[Muscle] How can I know what's the type of a card through it's ATR?

Michael Bender Michael.Bender at Sun.COM
Mon Jan 12 15:40:30 PST 2009


On Jan 12, 2009, at 12:43 AM, lion wrote:

> Hi, All
> I am wirting a smartcard driver, the ATR is like below.
> ----ATR:   TS is 3b
>                  T0  is 6c
>                  TB1 is 0
>                 TC1 is 2
>                 history char is : 36 61 86 38 4b 8c 13 4 62 3 59 8a
>
>          Then,how can I know what's the type of my card(such as the  
> producer..)
>
> I have try to find it at http://www.sun-rays.org/lib/smartcard_list.txt,but 
>  have no answer.
>
> I want to do this, because i always get failure when selecting the  
> MF file
> I try to get more information about my card.

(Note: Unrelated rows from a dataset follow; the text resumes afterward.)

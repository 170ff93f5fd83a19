//! In-memory page used in tests
//!
//! Elements are keyed by the exact selector string a step uses. Clicks and
//! selections trigger scripted mutations, optionally delayed by a number of
//! probes so that waits observe an asynchronous transition.

use async_trait::async_trait;
use parking_lot::Mutex;
use std::collections::HashMap;
use std::path::{Path, PathBuf};
use std::sync::Arc;

use crate::browser::remote::RemoteControl;
use crate::browser::state::ElementState;
use crate::core::{Result, UiProofError};

/// A scripted element
#[derive(Debug, Clone, Default)]
pub struct MockElement {
    pub state: ElementState,
    pub text: String,
    pub value: String,
    pub options: Vec<String>,
}

/// A change applied to the page in response to an action
#[derive(Debug, Clone)]
pub enum Mutation {
    AddClass { selector: String, class: String },
    RemoveClass { selector: String, class: String },
    SetText { selector: String, text: String },
    SetValue { selector: String, value: String },
    SetState { selector: String, state: ElementState },
    Remove { selector: String },
}

impl Mutation {
    pub fn add_class(selector: &str, class: &str) -> Self {
        Self::AddClass {
            selector: selector.to_string(),
            class: class.to_string(),
        }
    }

    pub fn remove_class(selector: &str, class: &str) -> Self {
        Self::RemoveClass {
            selector: selector.to_string(),
            class: class.to_string(),
        }
    }

    pub fn set_text(selector: &str, text: &str) -> Self {
        Self::SetText {
            selector: selector.to_string(),
            text: text.to_string(),
        }
    }

    pub fn set_value(selector: &str, value: &str) -> Self {
        Self::SetValue {
            selector: selector.to_string(),
            value: value.to_string(),
        }
    }
}

#[derive(Debug, Clone)]
struct Scheduled {
    delay: usize,
    mutation: Mutation,
}

#[derive(Debug, Default)]
struct Inner {
    elements: HashMap<String, MockElement>,
    on_click: HashMap<String, Vec<Scheduled>>,
    on_select: HashMap<(String, String), Vec<Scheduled>>,
    pending: Vec<Scheduled>,
    failing_urls: Vec<String>,
    screenshots_fail: bool,
    navigations: Vec<String>,
    clicks: Vec<String>,
    screenshots: Vec<PathBuf>,
    queries: usize,
    closes: usize,
}

impl Inner {
    fn apply(&mut self, mutation: Mutation) {
        match mutation {
            Mutation::AddClass { selector, class } => {
                if let Some(el) = self.elements.get_mut(&selector) {
                    el.state.add_class(&class);
                }
            }
            Mutation::RemoveClass { selector, class } => {
                if let Some(el) = self.elements.get_mut(&selector) {
                    el.state.remove_class(&class);
                }
            }
            Mutation::SetText { selector, text } => {
                if let Some(el) = self.elements.get_mut(&selector) {
                    el.text = text;
                }
            }
            Mutation::SetValue { selector, value } => {
                if let Some(el) = self.elements.get_mut(&selector) {
                    el.value = value;
                }
            }
            Mutation::SetState { selector, state } => {
                self.elements.entry(selector).or_default().state = state;
            }
            Mutation::Remove { selector } => {
                self.elements.remove(&selector);
            }
        }
    }

    fn schedule(&mut self, effects: Vec<Scheduled>) {
        for effect in effects {
            if effect.delay == 0 {
                self.apply(effect.mutation);
            } else {
                self.pending.push(effect);
            }
        }
    }

    /// Advance delayed mutations by one probe
    fn tick(&mut self) {
        let pending = std::mem::take(&mut self.pending);
        for mut effect in pending {
            effect.delay -= 1;
            if effect.delay == 0 {
                self.apply(effect.mutation);
            } else {
                self.pending.push(effect);
            }
        }
    }

    fn ensure_open(&self) -> Result<()> {
        if self.closes > 0 {
            Err(UiProofError::browser("session closed"))
        } else {
            Ok(())
        }
    }

    fn element(&self, selector: &str) -> Result<&MockElement> {
        self.elements
            .get(selector)
            .ok_or_else(|| UiProofError::browser(format!("no element for {}", selector)))
    }
}

/// Shared-state fake page; clones observe the same page
#[derive(Debug, Clone, Default)]
pub struct MockPage {
    inner: Arc<Mutex<Inner>>,
}

impl MockPage {
    /// Empty page
    pub fn new() -> Self {
        Self::default()
    }

    /// Add an element with the given state
    pub fn with_element(self, selector: &str, state: ElementState) -> Self {
        self.inner.lock().elements.insert(
            selector.to_string(),
            MockElement {
                state,
                ..MockElement::default()
            },
        );
        self
    }

    /// Add a visible element with text content
    pub fn with_text(self, selector: &str, text: &str) -> Self {
        self.inner
            .lock()
            .elements
            .entry(selector.to_string())
            .or_default()
            .text = text.to_string();
        self
    }

    /// Add a visible form control with a value
    pub fn with_value(self, selector: &str, value: &str) -> Self {
        self.inner
            .lock()
            .elements
            .entry(selector.to_string())
            .or_default()
            .value = value.to_string();
        self
    }

    /// Add a select element with the given option values
    pub fn with_options(self, selector: &str, options: &[&str]) -> Self {
        self.inner
            .lock()
            .elements
            .entry(selector.to_string())
            .or_default()
            .options = options.iter().map(|o| o.to_string()).collect();
        self
    }

    /// Apply `mutation` as soon as `selector` is clicked
    pub fn on_click(self, selector: &str, mutation: Mutation) -> Self {
        self.on_click_after(selector, 0, mutation)
    }

    /// Apply `mutation` after `probes` further element probes following a click
    pub fn on_click_after(self, selector: &str, probes: usize, mutation: Mutation) -> Self {
        self.inner
            .lock()
            .on_click
            .entry(selector.to_string())
            .or_default()
            .push(Scheduled {
                delay: probes,
                mutation,
            });
        self
    }

    /// Apply `mutation` when `value` is selected in `selector`
    pub fn on_select(self, selector: &str, value: &str, mutation: Mutation) -> Self {
        self.inner
            .lock()
            .on_select
            .entry((selector.to_string(), value.to_string()))
            .or_default()
            .push(Scheduled { delay: 0, mutation });
        self
    }

    /// Make navigation fail for URLs containing `fragment`
    pub fn fail_navigation_to(self, fragment: &str) -> Self {
        self.inner.lock().failing_urls.push(fragment.to_string());
        self
    }

    /// Make every screenshot fail
    pub fn fail_screenshots(self) -> Self {
        self.inner.lock().screenshots_fail = true;
        self
    }

    /// Current state of an element
    pub fn state(&self, selector: &str) -> Option<ElementState> {
        self.inner
            .lock()
            .elements
            .get(selector)
            .map(|el| el.state.clone())
    }

    /// URLs navigated to, in order
    pub fn navigations(&self) -> Vec<String> {
        self.inner.lock().navigations.clone()
    }

    /// Selectors clicked, in order
    pub fn clicks(&self) -> Vec<String> {
        self.inner.lock().clicks.clone()
    }

    /// Screenshot paths written, in order
    pub fn screenshots(&self) -> Vec<PathBuf> {
        self.inner.lock().screenshots.clone()
    }

    /// Number of probes served
    pub fn query_count(&self) -> usize {
        self.inner.lock().queries
    }

    /// Number of times the session was closed
    pub fn close_count(&self) -> usize {
        self.inner.lock().closes
    }
}

#[async_trait]
impl RemoteControl for MockPage {
    async fn navigate(&self, url: &str) -> Result<()> {
        let mut inner = self.inner.lock();
        inner.ensure_open()?;
        if inner.failing_urls.iter().any(|f| url.contains(f.as_str())) {
            return Err(UiProofError::browser(format!("net::ERR_FILE_NOT_FOUND at {}", url)));
        }
        inner.navigations.push(url.to_string());
        Ok(())
    }

    async fn query(&self, selector: &str) -> Result<Option<ElementState>> {
        let mut inner = self.inner.lock();
        inner.ensure_open()?;
        inner.queries += 1;
        inner.tick();
        Ok(inner.elements.get(selector).map(|el| el.state.clone()))
    }

    async fn option_values(&self, selector: &str) -> Result<Option<Vec<String>>> {
        let inner = self.inner.lock();
        inner.ensure_open()?;
        Ok(inner.elements.get(selector).map(|el| el.options.clone()))
    }

    async fn click(&self, selector: &str) -> Result<()> {
        let mut inner = self.inner.lock();
        inner.ensure_open()?;
        inner.element(selector)?;
        inner.clicks.push(selector.to_string());
        let effects = inner.on_click.get(selector).cloned().unwrap_or_default();
        inner.schedule(effects);
        Ok(())
    }

    async fn select_option(&self, selector: &str, value: &str) -> Result<()> {
        let mut inner = self.inner.lock();
        inner.ensure_open()?;
        if let Some(el) = inner.elements.get_mut(selector) {
            el.value = value.to_string();
        }
        let effects = inner
            .on_select
            .get(&(selector.to_string(), value.to_string()))
            .cloned()
            .unwrap_or_default();
        inner.schedule(effects);
        Ok(())
    }

    async fn text_content(&self, selector: &str) -> Result<String> {
        let inner = self.inner.lock();
        inner.ensure_open()?;
        Ok(inner.element(selector)?.text.clone())
    }

    async fn input_value(&self, selector: &str) -> Result<String> {
        let inner = self.inner.lock();
        inner.ensure_open()?;
        Ok(inner.element(selector)?.value.clone())
    }

    async fn screenshot(&self, path: &Path) -> Result<()> {
        let mut inner = self.inner.lock();
        inner.ensure_open()?;
        if inner.screenshots_fail {
            return Err(UiProofError::browser("screenshot primitive unavailable"));
        }
        std::fs::write(path, b"\x89PNG\r\n\x1a\n")?;
        inner.screenshots.push(path.to_path_buf());
        Ok(())
    }

    async fn close(&self) -> Result<()> {
        self.inner.lock().closes += 1;
        Ok(())
    }

    fn name(&self) -> &str {
        "mock"
    }
}

#[cfg(test)]
mod tests {
    use super::*;

    #[tokio::test]
    async fn test_delayed_click_effect() {
        let page = MockPage::new()
            .with_element("#btn", ElementState::shown())
            .with_element("#overlay", ElementState::shown().with_class("hidden"))
            .on_click_after("#btn", 2, Mutation::remove_class("#overlay", "hidden"));

        page.click("#btn").await.unwrap();
        assert!(page.query("#overlay").await.unwrap().unwrap().has_class("hidden"));
        assert!(!page.query("#overlay").await.unwrap().unwrap().has_class("hidden"));
    }

    #[tokio::test]
    async fn test_closed_session_rejects_calls() {
        let page = MockPage::new().with_element("#btn", ElementState::shown());
        page.close().await.unwrap();
        assert!(page.click("#btn").await.is_err());
        assert_eq!(page.close_count(), 1);
    }
}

Well my experience is that you can't always tell what type of card you  
have just
by looking at the ATR, which is why I created the SwapDrop language  
that Sun Ray
uses to run "smartcard config files" that use heuristics to identify a  
card that is
inserted into the Sun Ray's internal smartcard reader. The config  
files may use
the ATR information (usually the history bytes and/or the length) as  
one of the tests
to try to identify a card. Other tests include checking for the  
presence of specific
directories and/or files, checking for the length and/or contents of a  
particular file,
trying to select one or more applets (on cards that support applets)  
and issuing
specific APDUs and noting the response from the card.

I had a look on Ludovic's list here:

http://ludovic.rousseau.free.fr/softwares/pcsc-tools/smartcard_list.txt

but I couldn't find an ATR that matches your card's ATR.

Try playing with Google to see if someone else has posted the ATR or  
an ATR
that is similar to yours.

Do you have any more information on the card that you want to find out  
about?
You can try some common APDUs that work with OpenPlatform JavaCard  
cards,
perhaps you have one of those cards. Or maybe scan an image of the  
card (if
it's not a blank white card ;-) and post it somewhere for people to  
look at. Even if
it is a blank white card, you can usually tell the manufacturer of the  
chip from the
contact pad design, so that might be a good lead.